During salvage operations,  divers reported that number five hold still contained "one stack of probably about 2,000 cases of spirits and, on the bottom of the hold, a very large accumulation of loose paper, carton cases and loose bottles, both broken and unbroken". McColl was concerned about the possibility of more thefts from the ship and requested permission from his superiors to have the hold demolished by explosives.  He was given permission to proceed,   16 sticks of gelignite were used to destroy number five hold and its contents.

This perhaps was an act of  "the ultimate in stupidity, waste and vandalism, symbolising a mental attitude beyond commoners’ comprehension.  With no accurate figures available, thousands of bottles were thus destroyed, to the use of none.  Holden returned with his salvage team in March 1942 to cut the stern—including number five hold—from the rest of Politician. Once the waterlogged hold had been removed, the remainder of the ship rose from the sandbank, at which point she was towed to Lochboisdale and then on to Rothesay.
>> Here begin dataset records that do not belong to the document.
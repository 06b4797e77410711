//! Config loading, validation, and option resolution.

use super::model::{CONFIG_FILE_NAME, Config, DEFAULT_GITHUB_API, PrOptions};
use crate::ci::PartialOptions;
use crate::error::{CommenterError, Result};
use std::path::Path;

impl Config {
    /// Load config from a YAML file.
    ///
    /// # Returns
    ///
    /// * `Ok(Config)` - Successfully loaded and validated config
    /// * `Err(CommenterError::UserError)` - Read error, parse error or validation failure
    pub fn load<P: AsRef<Path>>(path: P) -> Result<Self> {
        let path = path.as_ref();

        let content = std::fs::read_to_string(path).map_err(|e| {
            CommenterError::UserError(format!(
                "failed to read config file '{}': {}",
                path.display(),
                e
            ))
        })?;

        Self::from_yaml(&content)
    }

    /// Load `.github-commenter.yaml` from `repo_root`, or defaults when the
    /// file does not exist.
    pub fn load_from_repo<P: AsRef<Path>>(repo_root: P) -> Result<Self> {
        let path = repo_root.as_ref().join(CONFIG_FILE_NAME);
        if !path.exists() {
            log::debug!("no {} at {}", CONFIG_FILE_NAME, repo_root.as_ref().display());
            return Ok(Self::default());
        }
        log::debug!("loading config from {}", path.display());
        Self::load(path)
    }

    /// Parse config from a YAML string.
    ///
    /// Unknown fields in the YAML are silently ignored for forward compatibility.
    pub fn from_yaml(yaml: &str) -> Result<Self> {
        let config: Config = serde_yaml::from_str(yaml)
            .map_err(|e| CommenterError::UserError(format!("failed to parse config YAML: {}", e)))?;

        config.validate()?;
        Ok(config)
    }

    /// Validate config values.
    pub fn validate(&self) -> Result<()> {
        if let Some(github) = &self.github {
            validate_endpoint(github)
                .map_err(|msg| CommenterError::UserError(format!("config validation failed: {}", msg)))?;
        }
        if let Some(repo) = &self.repo {
            validate_repo(repo)
                .map_err(|msg| CommenterError::UserError(format!("config validation failed: {}", msg)))?;
        }
        Ok(())
    }

    /// The config file's contribution as the lowest option layer.
    pub fn as_partial(&self) -> PartialOptions {
        PartialOptions {
            github: self.github.clone(),
            repo: self.repo.clone(),
            ..PartialOptions::default()
        }
    }
}

impl PartialOptions {
    /// Fields set in `higher` replace the ones in `self`.
    pub fn overlay(self, higher: PartialOptions) -> PartialOptions {
        PartialOptions {
            github: higher.github.or(self.github),
            repo: higher.repo.or(self.repo),
            pr: higher.pr.or(self.pr),
            after: higher.after.or(self.after),
            until: higher.until.or(self.until),
        }
    }
}

impl PrOptions {
    /// Resolve final options from layered partial options and a token.
    ///
    /// # Returns
    ///
    /// * `Ok(PrOptions)` - Every required option is present and valid
    /// * `Err(CommenterError::UserError)` - Missing or invalid option
    pub fn resolve(options: PartialOptions, token: Option<String>) -> Result<Self> {
        let github = options
            .github
            .unwrap_or_else(|| DEFAULT_GITHUB_API.to_string())
            .trim_end_matches('/')
            .to_string();
        validate_endpoint(&github).map_err(CommenterError::UserError)?;

        let repo = options.repo.ok_or_else(|| {
            CommenterError::UserError(
                "missing repository: pass --repo owner/name, set `repo` in .github-commenter.yaml, \
                 or use --from-env"
                    .to_string(),
            )
        })?;
        validate_repo(&repo).map_err(CommenterError::UserError)?;

        let pr = match options.pr {
            Some(pr) if pr > 0 => pr,
            Some(_) => {
                return Err(CommenterError::UserError(
                    "pull request number must be greater than 0".to_string(),
                ));
            }
            None => {
                return Err(CommenterError::UserError(
                    "missing pull request number: pass --pr or use --from-env".to_string(),
                ));
            }
        };

        let token = token.filter(|t| !t.trim().is_empty()).ok_or_else(|| {
            CommenterError::UserError(
                "missing GitHub access token: pass --github-access-token or set GITHUB_ACCESS_TOKEN"
                    .to_string(),
            )
        })?;

        Ok(Self {
            github,
            repo,
            pr,
            token,
            after: options.after,
            until: options.until,
        })
    }
}

fn validate_endpoint(github: &str) -> std::result::Result<(), String> {
    if github.starts_with("https://") || github.starts_with("http://") {
        Ok(())
    } else {
        Err(format!(
            "GitHub API entry point must be an http(s) URL (found '{}')",
            github
        ))
    }
}

fn validate_repo(repo: &str) -> std::result::Result<(), String> {
    match repo.split_once('/') {
        Some((owner, name))
            if !owner.is_empty() && !name.is_empty() && !name.contains('/') =>
        {
            Ok(())
        }
        _ => Err(format!("repository must be in owner/name form (found '{}')", repo)),
    }
}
The salvors extracted £360,000 in Jamaican currency from number five hold and passed it to Gledhill.  He sealed the money in boxes and sent it to the salvage agents via the local post office on South Uist. The notes were handed over to the Bank of England. Many had already been presented at banks for exchange.  The islanders involved in removing the whisky were resentful of those who had provided information to the customs officials. There was also a bad feeling towards those who had sold the whisky they found.  At the official inquiry into the sinking of Politician, Captain Worthington and First Mate Swain were cleared of all blame for her fate. Both returned to sea. Worthington captained SS Arica, which was sunk in November 1942 by U160; he survived the war and died in 1961. Swain commanded SS Custodian, another ship in the Harrison line, and survived the war.  

In 1949 Mackenzie's novel became the source for a film of the same name produced by Ealing Studios; Mackenzie made a brief appearance as the captain of SS Cabinet Minister, the renamed ship that grounded itself on the rocks.  Because of the loss of the Jamaican notes, and the number that were being cashed in banks, from 1 July 1952 the blue ten-shilling notes were no longer accepted as legal tender. They were replaced with notes of the same design, but printed in purple on a light orange background !!

Whisky Galore! is a 1949 British film produced by Ealing Studios, starring Basil Radford, Bruce Seton, Joan Greenwood and Gordon Jackson. It was the directorial debut of Alexander Mackendrick; the screenplay was by Compton Mackenzie, an adaptation of his 1947 novel Whisky Galore, story—based on a true event of shipwreck.